The newly accepted appeal stems from a lawsuit by Jeff and Sandee Winkelman, two Ohio parents who challenged the appropriateness of a school’s educational plan for their son Jacob, who has autism spectrum disorder.

After several administrative hearings at which the parents represented their son, the Winkelmans sued the 13,000-student Parma district in U.S District Court in Cleveland, challenging decisions by hearing officers that the district had provided their son a free, appropriate public education as required under the IDEA.

The district court ruled in favor of the school system in June 2005. A three-judge panel of the U.S. Court of Appeals for the 6th Circuit, in Cincinnati, ruled unanimously in November of last year that the parents could not proceed in that court without a lawyer.

The parents appealed to the Supreme Court, and in May the justices asked the Bush administration to weigh in. In a brief filed Sept. 20, U.S. Solicitor General Paul D. Clement suggested that the 6th Circuit court’s holding, barring parents from representing themselves under the federal special education law, was “inconsistent with the plain language, structure, and purposes of IDEA.”

The Parma district, in a brief opposing Supreme Court review, argued that the IDEA allows parents to represent their children in state administrative proceedings under the federal law, but not in federal court proceedings.

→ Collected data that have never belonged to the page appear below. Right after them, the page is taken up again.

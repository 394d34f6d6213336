//! Template catalog for Zentraw (v1).
//!
//! Templates are reusable base documents (album covers, social posts).
//! Instantiation stamps fresh ids and timestamps so edits to the new
//! document never touch the template it came from.

use serde::{Deserialize, Serialize};
use thiserror::Error;
use uuid::Uuid;

use crate::{unix_now, DocumentError, DocumentV1};

/// What kind of design a template produces.
#[derive(Debug, Clone, Copy, PartialEq, Eq, Serialize, Deserialize)]
#[serde(rename_all = "snake_case")]
pub enum TemplateCategory {
    AlbumCover,
    SocialPost,
    Story,
}

/// A reusable base document plus catalog metadata.
#[derive(Debug, Clone, PartialEq, Serialize, Deserialize)]
pub struct Template {
    pub template_id: Uuid,
    pub name: String,
    pub category: TemplateCategory,
    /// Free-form search tags ("minimal", "vaporwave", ...).
    pub tags: Vec<String>,
    pub base: DocumentV1,
}

impl Template {
    pub fn new(
        name: impl Into<String>,
        category: TemplateCategory,
        base: DocumentV1,
    ) -> Result<Self, TemplateError> {
        let name = name.into();

        if name.trim().is_empty() {
            tracing::error!("template name cannot be empty");
            return Err(TemplateError::EmptyName);
        }

        base.validate()?;

        let template_id = Uuid::new_v4();
        tracing::info!(
            template_id = %template_id,
            name = %name,
            category = ?category,
            "creating template"
        );

        Ok(Self {
            template_id,
            name,
            category,
            tags: Vec::new(),
            base,
        })
    }

    /// Stamp out a new document from this template. The copy gets a fresh
    /// document id, fresh layer ids, and fresh timestamps.
    pub fn instantiate(&self, document_name: impl Into<String>) -> Result<DocumentV1, TemplateError> {
        let document_name = document_name.into();

        if document_name.trim().is_empty() {
            return Err(TemplateError::EmptyName);
        }

        let mut document = self.base.clone();
        document.document_id = Uuid::new_v4();
        document.name = document_name;
        for layer in &mut document.layers {
            layer.layer_id = Uuid::new_v4();
        }
        let now = unix_now();
        document.created_at = now;
        document.last_modified = now;

        tracing::info!(
            template_id = %self.template_id,
            document_id = %document.document_id,
            "template instantiated"
        );

        Ok(document)
    }
}

/// Template-related errors.
#[derive(Debug, Error)]
pub enum TemplateError {
    #[error("name cannot be empty")]
    EmptyName,

    #[error("invalid base document: {0}")]
    InvalidBase(#[from] DocumentError),
}
//! Editor session: owns the working document and its undo history.
//!
//! Sessions are constructed explicitly and dropped at close; there is no
//! process-wide editor state. Several sessions (multiple open tabs) coexist
//! without sharing anything.
//!
//! The history holds the last *checkpointed* state. The working document may
//! run ahead of it while a debounce window is open; `undo` checkpoints those
//! pending edits first, so stepping back never silently discards work the
//! user can see on screen.

use std::path::Path;
use std::time::Instant;

use tracing::{debug, info};
use zentraw_document::{load_document, save_document, DocumentV1};
use zentraw_history::{CheckpointPolicy, EveryEdit, History, DEFAULT_MAX_DEPTH};

pub struct EditorSession {
    document: DocumentV1,
    history: History<DocumentV1>,
    policy: Box<dyn CheckpointPolicy + Send>,
}

impl EditorSession {
    /// Open a session on a document with an injected checkpoint policy.
    pub fn new(
        document: DocumentV1,
        policy: Box<dyn CheckpointPolicy + Send>,
        max_depth: usize,
    ) -> Self {
        info!(document = %document.name, max_depth, "editor session opened");
        Self {
            history: History::with_max_depth(document.clone(), max_depth),
            document,
            policy,
        }
    }

    /// Session that checkpoints every edit. Used by tests and scripted flows.
    pub fn with_default_policy(document: DocumentV1) -> Self {
        Self::new(document, Box::new(EveryEdit), DEFAULT_MAX_DEPTH)
    }

    /// Open a session from a document file on disk.
    pub fn open(
        path: impl AsRef<Path>,
        policy: Box<dyn CheckpointPolicy + Send>,
        max_depth: usize,
    ) -> anyhow::Result<Self> {
        let document = load_document(path)?;
        Ok(Self::new(document, policy, max_depth))
    }

    /// The document as the user currently sees it.
    pub fn document(&self) -> &DocumentV1 {
        &self.document
    }

    /// Apply an edit to the working document. Whether the result becomes an
    /// undo step is up to the injected checkpoint policy.
    pub fn edit<F>(&mut self, now: Instant, f: F)
    where
        F: FnOnce(&mut DocumentV1),
    {
        f(&mut self.document);
        if self.policy.should_record(now) {
            self.history.push_state(self.document.clone());
        }
    }

    /// Force a checkpoint of the working document (the explicit save-state
    /// shortcut), bypassing the policy. Returns whether one was recorded.
    pub fn checkpoint(&mut self) -> bool {
        if !self.dirty() {
            return false;
        }
        self.history.push_state(self.document.clone());
        debug!("explicit checkpoint recorded");
        true
    }

    /// Step the document back one checkpoint. Returns whether anything changed.
    pub fn undo(&mut self) -> bool {
        if self.dirty() {
            // Pending debounced edits become a step of their own, so the
            // first undo returns to the last state the user saw recorded.
            self.history.push_state(self.document.clone());
        }
        if self.history.undo() {
            self.document = self.history.present().clone();
            true
        } else {
            false
        }
    }

    /// Step the document forward one checkpoint. Returns whether anything changed.
    pub fn redo(&mut self) -> bool {
        if self.history.redo() {
            self.document = self.history.present().clone();
            true
        } else {
            false
        }
    }

    /// Whether the undo button should be enabled.
    pub fn can_undo(&self) -> bool {
        self.history.can_undo() || self.dirty()
    }

    /// Whether the redo button should be enabled.
    pub fn can_redo(&self) -> bool {
        self.history.can_redo()
    }

    pub fn undo_depth(&self) -> usize {
        self.history.undo_depth()
    }

    pub fn redo_depth(&self) -> usize {
        self.history.redo_depth()
    }

    /// Replace the session contents with a different document. Prior history
    /// is not meaningful across documents and is discarded.
    pub fn load_document(&mut self, document: DocumentV1) {
        info!(document = %document.name, "document loaded, history reset");
        self.history.reset(document.clone());
        self.document = document;
    }

    /// Save the working document (not the history) to disk.
    pub fn save(&self, path: impl AsRef<Path>) -> anyhow::Result<()> {
        save_document(path, &self.document)
    }

    fn dirty(&self) -> bool {
        self.document != *self.history.present()
    }
}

The high court has not addressed whether parents are entitled to sue on their own behalf under the IDEA or if their right to file an IDEA lawsuit derives only from their child’s rights under the law, the solicitor general said.

While the 6th Circuit court held that nonlawyer parents may not press an IDEA case in federal court under any circumstance, another federal appeals court has ruled that nonlawyer parents are not limited at all. Four other appellate courts have held that such parents need a lawyer to press a child’s substantive claims under the IDEA, but not the parents’ procedural claims.

Access Is Issue

Whether the right is derivative is key, Solicitor General Clement argued, because a nonlawyer parent can only represent himself or herself and not the child.

Experts who generally favor families in IDEA disputes, as well as those who favor school districts, disagreed about whether allowing nonlawyer parents to conduct IDEA appeals would be harmful to the child or might be the best available alternative.

Christopher P. Borreca, a lawyer with Bracewell Giuliani, a Houston-based firm that often represents school districts in IDEA cases, said that “most of the jurisdictions, certainly ours in the U.S. Court of Appeals for the 5th Circuit, have said the rights provided by the law belong to the child, and you are, in a sense, doing a child an injustice by not hiring an attorney.”

Kathleen Boundy, a co-director of the Center for Law and Education, a legal-advocacy group in Boston, agreed that the issue of parents’ legal representation of their children was complex, and a second-best solution to ensuring that low-income families have better access to legal representation.

“We basically need legal services across the country,” she said. “How many parents can really represent themselves pro se” the legal term for self-representation.

Michael J. Eig, a Chevy Chase, Md., lawyer who has represented families in many IDEA cases, including the Supreme Court appeal last term in Schaffer v. Weast, said that though he supports the parents in the Winkelman case, an irony is that if the parents win the right to represent themselves in federal court, “one has to believe that in the long run, the school districts are going to win more IDEA cases against unskilled parents representing themselves.”

PHOTO: Sandee Winkelman gets a hug last year from her son, Jacob, who has autism spectrum disorder. Ms. Winkelman and her husband, Jeff, are seeking the right to press their son's special education case in federal court, even though they are not lawyers.